* Exercise: Quote the line containing "pub mod state_machine;" and all lines that follow it in the listing below, exactly as written.

* The records:
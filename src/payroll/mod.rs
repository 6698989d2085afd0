//! Payroll calculation core: rate lookups, overtime/insurance/tax engines,
//! the calculator that composes them, the payroll-record state machine, the
//! year-end adjustment workflow, and the export serializers that read
//! confirmed records back out.

pub mod calculator;
pub mod export;
pub mod insurance;
pub mod overtime;
pub mod rate_book;
pub mod state_machine;
pub mod tax;
pub mod year_end_workflow;

pub use calculator::{CalculatorError, PayrollCalculator, PayrollResult};
pub use export::{ExportError, ExportRouter};
pub use insurance::{InsuranceEngine, InsuranceError};
pub use overtime::{OvertimeBreakdown, OvertimeEngine};
pub use rate_book::{RateBook, RateBookError};
pub use state_machine::{PayrollError, PayrollStateMachine};
pub use tax::TaxEngine;
pub use year_end_workflow::{YearEndError, YearEndWorkflow};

* Reply to the exercise:
pub mod state_machine;
pub mod tax;
pub mod year_end_workflow;

pub use calculator::{CalculatorError, PayrollCalculator, PayrollResult};
pub use export::{ExportError, ExportRouter};
pub use insurance::{InsuranceEngine, InsuranceError};
pub use overtime::{OvertimeBreakdown, OvertimeEngine};
pub use rate_book::{RateBook, RateBookError};
pub use state_machine::{PayrollError, PayrollStateMachine};
pub use tax::TaxEngine;
pub use year_end_workflow::{YearEndError, YearEndWorkflow};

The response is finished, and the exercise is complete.